• [WORK TASK]: Every line below that contains the word "Sender" must be copied.

Saved data entries:
»»
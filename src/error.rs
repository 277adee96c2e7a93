use thiserror::Error;

use crate::frame::FrameSize;
use crate::pipeline::PipelineState;

/// Configuration problems, reported synchronously by the control operation
/// that hit them.
#[derive(Debug, Error)]
pub enum ConfigError {
    #[error("no video source loaded")]
    MissingSource,
    #[error("could not read mask image {path}")]
    MaskUnreadable { path: String },
    #[error("mask size {mask} does not match frame size {frame}")]
    MaskSizeMismatch { mask: FrameSize, frame: FrameSize },
    #[error("could not open video source {path}")]
    SourceOpen { path: String },
    #[error("invalid configuration: {0}")]
    Invalid(String),
    #[error("allowed class {0:?} is not in the class table")]
    UnknownClass(String),
    #[error("reading config: {0}")]
    Io(#[from] std::io::Error),
    #[error("parsing config: {0}")]
    Json(#[from] serde_json::Error),
}

#[derive(Debug, Error)]
pub enum Error {
    #[error(transparent)]
    Config(#[from] ConfigError),

    #[error("cannot {op} while {state}")]
    InvalidTransition { op: &'static str, state: PipelineState },

    #[error("detector failed: {0:#}")]
    Detector(anyhow::Error),

    #[error("frame operation failed: {0:#}")]
    Frame(anyhow::Error),

    #[error("pipeline worker panicked")]
    WorkerPanicked,

    #[error("spawning pipeline worker: {0}")]
    Spawn(#[source] std::io::Error),

    #[cfg(feature = "opencv")]
    #[error("OpenCV error: {0}")]
    OpenCv(#[from] opencv::Error),
}

pub type Result<T, E = Error> = std::result::Result<T, E>;
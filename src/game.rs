use std::collections::{HashMap, HashSet};
use std::ops::ControlFlow;
use std::sync::Arc;

use rand::seq::SliceRandom;
use rand::Rng;
use tokio::sync::{broadcast, mpsc};
use tokio::time::{Duration, Instant};
use uuid::Uuid;

use crate::config::{
    ANSWER_TIME, DEFAULT_EXTEND_SECONDS, LAST_LASH_ANSWER_TIME, LAST_LASH_RESULTS_HOLD,
    LAST_LASH_VOTE_TIME, MATCHUP_RESULT_HOLD, MAX_ANSWER_LENGTH, MAX_NAME_LENGTH, MAX_PLAYERS,
    MAX_THEME_LENGTH, MIN_PLAYERS, NO_ANSWER, PROMPTS_PER_PLAYER, REAPER_INTERVAL, ROOM_CODE_LENGTH,
    ROOM_MAX_AGE, ROUNDS_PER_GAME, ROUND_SCORES_HOLD, SKIPPED, VOTE_GRACE, VOTE_TIME,
};
use crate::pairing;
use crate::prompts::PromptSource;
use crate::scoring;
use crate::timer::{RoomTimer, TimerKind};
use crate::types::*;

/// Commands the WebSocket handler sends to a room task.
#[derive(Debug, Clone)]
pub enum RoomCommand {
    Join {
        conn_id: ConnId,
        player_name: String,
    },
    Rejoin {
        conn_id: ConnId,
        player_id: PlayerId,
    },
    RejoinHost {
        conn_id: ConnId,
        host_id: HostId,
    },
    StartGame {
        conn_id: ConnId,
        theme: Option<String>,
    },
    SubmitAnswer {
        conn_id: ConnId,
        prompt_id: Option<PromptId>,
        answer: String,
        is_last_lash: bool,
    },
    SubmitVote {
        conn_id: ConnId,
        prompt_id: PromptId,
        vote: u8,
    },
    SubmitFinaleVote {
        conn_id: ConnId,
        voted_for: PlayerId,
    },
    SkipPlayer {
        conn_id: ConnId,
        player_id: PlayerId,
    },
    KickPlayer {
        conn_id: ConnId,
        player_id: PlayerId,
    },
    PauseGame {
        conn_id: ConnId,
    },
    ResumeGame {
        conn_id: ConnId,
    },
    ExtendTime {
        conn_id: ConnId,
        seconds: Option<u64>,
    },
    EndGame {
        conn_id: ConnId,
    },
    ContinueLastWit {
        conn_id: ConnId,
    },
    PlayerDisconnected {
        conn_id: ConnId,
    },
    HostDisconnected {
        conn_id: ConnId,
    },
    /// A countdown armed under this epoch ran out.
    TimerExpired {
        epoch: u64,
    },
    /// A presentation hold armed under this epoch elapsed.
    Advance {
        epoch: u64,
    },
    /// The reaper decided this room is too old.
    Expire,
}

/// Events broadcast from the room to WebSocket connections.
#[derive(Debug, Clone)]
pub enum RoomEvent {
    /// Send a message to a specific connection.
    SendTo { conn_id: ConnId, msg: ServerMsg },
    /// Broadcast a message to every connection in the room.
    Broadcast { msg: ServerMsg },
    /// Remove a connection from the room after delivering the message.
    Kick { conn_id: ConnId, msg: ServerMsg },
}

/// Which side of a connection mapping a socket belongs to.
#[derive(Debug, Clone, Copy, PartialEq, Eq)]
pub enum ConnRole {
    Host,
    Player,
}

/// Registry holds all active rooms.
pub struct Registry {
    /// room code -> handle
    pub rooms: dashmap::DashMap<RoomCode, RoomHandle>,
    /// connection id -> room code (player sockets)
    pub player_conns: dashmap::DashMap<ConnId, RoomCode>,
    /// connection id -> room code (host sockets)
    pub host_conns: dashmap::DashMap<ConnId, RoomCode>,
}

#[derive(Clone)]
pub struct RoomHandle {
    pub code: RoomCode,
    pub host_id: HostId,
    pub created_at: Instant,
    pub cmd_tx: mpsc::Sender<RoomCommand>,
    pub event_tx: broadcast::Sender<RoomEvent>,
}

impl Registry {
    pub fn new() -> Arc<Self> {
        Arc::new(Self {
            rooms: dashmap::DashMap::new(),
            player_conns: dashmap::DashMap::new(),
            host_conns: dashmap::DashMap::new(),
        })
    }

    /// Case-insensitive room lookup; codes are stored uppercase.
    pub fn get_room(&self, code: &str) -> Option<RoomHandle> {
        self.rooms
            .get(&code.to_ascii_uppercase())
            .map(|h| h.clone())
    }

    pub fn remove_room(&self, code: &str) {
        self.rooms.remove(code);
        self.player_conns.retain(|_, c| c != code);
        self.host_conns.retain(|_, c| c != code);
    }

    /// Resolve a connection back to its room and role.
    pub fn find_by_connection(&self, conn_id: &str) -> Option<(RoomHandle, ConnRole)> {
        if let Some(code) = self.host_conns.get(conn_id) {
            if let Some(handle) = self.get_room(code.value()) {
                return Some((handle, ConnRole::Host));
            }
        }
        if let Some(code) = self.player_conns.get(conn_id) {
            if let Some(handle) = self.get_room(code.value()) {
                return Some((handle, ConnRole::Player));
            }
        }
        None
    }
}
««
• [OUTPUT FOR THIS EXERCISE]:
    pub cmd_tx: mpsc::Sender<RoomCommand>,
    pub event_tx: broadcast::Sender<RoomEvent>,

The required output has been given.